*REQUIRED WORK:* Report back every line from the entries below in which the word "InvalidCustomerId" occurs.

*DATASET EXCERPTS:*

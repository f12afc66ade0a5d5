// ============================================================================
// Product Domain
// ============================================================================
//
// - Commands (CreateProduct, UpdateProduct) with their shape rules
// - Errors (ProductError)
// - Service (ProductService over a ProductStore)
//
// ============================================================================

pub mod commands;
pub mod errors;
pub mod service;

pub use commands::*;
pub use errors::*;
pub use service::*;
use crate::store::StoreError;

// ============================================================================
// Order Errors
// ============================================================================

#[derive(Debug, thiserror::Error)]
pub enum OrderError {
    #[error("Order items cannot be empty")]
    EmptyItems,

    #[error("Invalid item quantity: {0}")]
    InvalidQuantity(i32),

    #[error("Invalid customer id: {0}")]
    InvalidCustomerId(i64),

    #[error("Invalid product id: {0}")]
    InvalidProductId(i64),

    #[error("Invalid order status: {0:?}")]
    InvalidStatus(String),

    #[error("Customer not found: {0}")]
    CustomerNotFound(i64),

    #[error("Product {0} not found")]
    ProductNotFound(i64),

    #[error("Product is inactive: {0}")]
    ProductInactive(String),

    #[error("Insufficient stock for product: {0}")]
    InsufficientStock(String),

    #[error("Order amount exceeds the supported range")]
    AmountOverflow,

    #[error("Order not found: {0}")]
    NotFound(i64),

    #[error(transparent)]
    Store(StoreError),
}

impl OrderError {
    /// Short label used for the failure counter.
    pub fn reason(&self) -> &'static str {
        match self {
            OrderError::EmptyItems
            | OrderError::InvalidQuantity(_)
            | OrderError::InvalidCustomerId(_)
            | OrderError::InvalidProductId(_)
            | OrderError::InvalidStatus(_) => "validation",
            OrderError::AmountOverflow => "amount_overflow",
            OrderError::CustomerNotFound(_) => "customer_not_found",
            OrderError::ProductNotFound(_) => "product_not_found",
            OrderError::ProductInactive(_) => "product_inactive",
            OrderError::InsufficientStock(_) => "insufficient_stock",
            OrderError::NotFound(_) => "order_not_found",
            OrderError::Store(_) => "store",
        }
    }
}

impl From<StoreError> for OrderError {
    fn from(err: StoreError) -> Self {
        match err {
            StoreError::NotFound { entity: "order", id } => OrderError::NotFound(id),
            other => OrderError::Store(other),
        }
    }
}
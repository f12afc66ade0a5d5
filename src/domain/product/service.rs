use std::sync::Arc;

use super::commands::{CreateProduct, UpdateProduct};
use super::errors::ProductError;
use crate::models::Product;
use crate::store::{ProductStore, StoreError};

// ============================================================================
// Product Service
// ============================================================================

pub struct ProductService {
    store: Arc<dyn ProductStore>,
}

impl ProductService {
    pub fn new(store: Arc<dyn ProductStore>) -> Self {
        Self { store }
    }

    pub async fn create(&self, request: CreateProduct) -> Result<Product, ProductError> {
        let product = request.validate()?;

        if self.store.find_product_by_sku(&product.sku).await?.is_some() {
            return Err(ProductError::DuplicateSku(product.sku));
        }

        let created = self.store.insert_product(product).await?;
        tracing::info!(product_id = created.id, sku = %created.sku, "✅ Product created");
        Ok(created)
    }

    pub async fn get(&self, id: i64) -> Result<Product, ProductError> {
        self.store
            .find_product(id)
            .await?
            .ok_or(ProductError::NotFound(id))
    }

    pub async fn get_by_sku(&self, sku: &str) -> Result<Product, ProductError> {
        self.store
            .find_product_by_sku(sku)
            .await?
            .ok_or_else(|| ProductError::SkuNotFound(sku.to_string()))
    }

    pub async fn list(&self) -> Result<Vec<Product>, ProductError> {
        Ok(self.store.list_products().await?)
    }

    pub async fn search_by_name(&self, name: &str) -> Result<Vec<Product>, ProductError> {
        Ok(self.store.search_products_by_name(name).await?)
    }

    pub async fn search_by_category(&self, category: &str) -> Result<Vec<Product>, ProductError> {
        Ok(self.store.search_products_by_category(category).await?)
    }

    pub async fn update(&self, id: i64, request: UpdateProduct) -> Result<Product, ProductError> {
        request.validate()?;
        let mut product = self.get(id).await?;

        if let Some(sku) = request.new_sku() {
            if let Some(other) = self.store.find_product_by_sku(sku).await? {
                if other.id != id {
                    return Err(ProductError::DuplicateSku(sku.to_string()));
                }
            }
        }

        request.apply_to(&mut product);
        let updated = self.store.update_product(&product).await?;
        tracing::info!(product_id = id, "Product updated");
        Ok(updated)
    }

    pub async fn delete(&self, id: i64) -> Result<(), ProductError> {
        self.store.delete_product(id).await.map_err(|e| match e {
            StoreError::Conflict(msg) => ProductError::InUse(msg),
            other => other.into(),
        })?;
        tracing::info!(product_id = id, "Product deleted");
        Ok(())
    }

    pub async fn count(&self) -> Result<i64, ProductError> {
        Ok(self.store.count_products().await?)
    }
}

*RESPONSE BOX:*
    InvalidCustomerId(i64),
            | OrderError::InvalidCustomerId(_)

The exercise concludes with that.